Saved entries
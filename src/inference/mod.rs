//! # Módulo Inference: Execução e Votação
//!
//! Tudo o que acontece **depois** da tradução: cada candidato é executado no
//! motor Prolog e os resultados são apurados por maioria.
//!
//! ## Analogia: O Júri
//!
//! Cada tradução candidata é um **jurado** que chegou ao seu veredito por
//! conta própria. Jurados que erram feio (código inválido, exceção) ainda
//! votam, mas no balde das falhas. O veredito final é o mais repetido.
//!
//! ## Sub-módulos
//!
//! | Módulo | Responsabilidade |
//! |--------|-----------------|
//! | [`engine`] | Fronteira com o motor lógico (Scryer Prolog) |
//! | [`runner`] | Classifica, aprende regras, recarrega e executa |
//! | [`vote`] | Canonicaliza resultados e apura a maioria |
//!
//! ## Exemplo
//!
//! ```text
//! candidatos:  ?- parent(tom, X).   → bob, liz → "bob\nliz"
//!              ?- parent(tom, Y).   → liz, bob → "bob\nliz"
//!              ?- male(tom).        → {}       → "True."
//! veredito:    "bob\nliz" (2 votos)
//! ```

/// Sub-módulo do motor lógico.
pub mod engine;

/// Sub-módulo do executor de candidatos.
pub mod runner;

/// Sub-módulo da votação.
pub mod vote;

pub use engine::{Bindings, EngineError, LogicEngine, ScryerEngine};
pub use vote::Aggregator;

--

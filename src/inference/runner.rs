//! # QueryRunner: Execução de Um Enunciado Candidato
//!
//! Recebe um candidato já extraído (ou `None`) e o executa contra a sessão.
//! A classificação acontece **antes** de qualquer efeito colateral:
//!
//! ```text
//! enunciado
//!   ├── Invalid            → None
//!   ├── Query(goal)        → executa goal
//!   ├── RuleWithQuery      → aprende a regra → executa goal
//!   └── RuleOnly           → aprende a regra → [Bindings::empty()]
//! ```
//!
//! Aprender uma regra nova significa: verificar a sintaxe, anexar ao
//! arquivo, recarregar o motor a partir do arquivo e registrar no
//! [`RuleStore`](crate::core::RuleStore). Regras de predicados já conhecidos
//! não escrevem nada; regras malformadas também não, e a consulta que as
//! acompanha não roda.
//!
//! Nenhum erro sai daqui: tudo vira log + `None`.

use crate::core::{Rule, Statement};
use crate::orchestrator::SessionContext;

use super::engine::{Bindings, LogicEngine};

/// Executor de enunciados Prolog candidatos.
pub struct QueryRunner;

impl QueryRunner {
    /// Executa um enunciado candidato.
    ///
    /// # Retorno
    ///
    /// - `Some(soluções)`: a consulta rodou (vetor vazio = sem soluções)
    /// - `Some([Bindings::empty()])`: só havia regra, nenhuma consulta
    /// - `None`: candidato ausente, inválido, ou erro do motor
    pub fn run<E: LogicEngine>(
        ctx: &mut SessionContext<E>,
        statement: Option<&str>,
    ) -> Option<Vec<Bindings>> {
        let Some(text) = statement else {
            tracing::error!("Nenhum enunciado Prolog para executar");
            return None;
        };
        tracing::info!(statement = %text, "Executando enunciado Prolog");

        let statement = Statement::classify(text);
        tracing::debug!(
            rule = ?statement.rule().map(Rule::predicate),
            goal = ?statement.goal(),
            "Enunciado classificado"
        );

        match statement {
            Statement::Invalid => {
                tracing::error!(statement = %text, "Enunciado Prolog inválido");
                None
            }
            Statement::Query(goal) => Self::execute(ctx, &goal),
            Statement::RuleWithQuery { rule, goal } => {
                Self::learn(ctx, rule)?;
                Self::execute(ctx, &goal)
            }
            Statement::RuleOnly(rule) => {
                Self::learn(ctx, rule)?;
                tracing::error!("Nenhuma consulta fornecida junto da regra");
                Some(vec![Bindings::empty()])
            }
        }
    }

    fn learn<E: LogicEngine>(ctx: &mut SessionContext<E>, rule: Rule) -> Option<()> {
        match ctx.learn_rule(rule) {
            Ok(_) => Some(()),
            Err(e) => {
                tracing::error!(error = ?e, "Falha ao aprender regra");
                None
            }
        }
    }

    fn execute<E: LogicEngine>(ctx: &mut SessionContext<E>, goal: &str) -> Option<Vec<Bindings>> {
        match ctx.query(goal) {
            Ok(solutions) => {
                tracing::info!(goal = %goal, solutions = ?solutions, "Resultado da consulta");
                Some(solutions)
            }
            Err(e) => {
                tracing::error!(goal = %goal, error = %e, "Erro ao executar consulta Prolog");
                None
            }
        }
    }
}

AIM OF THE EXERCISE → Read through the entries above and copy each line that has the string "tradução" in it.

EXPECTED OUTPUT →
//! Tudo o que acontece **depois** da tradução: cada candidato é executado no
//! Cada tradução candidata é um **jurado** que chegou ao seu veredito por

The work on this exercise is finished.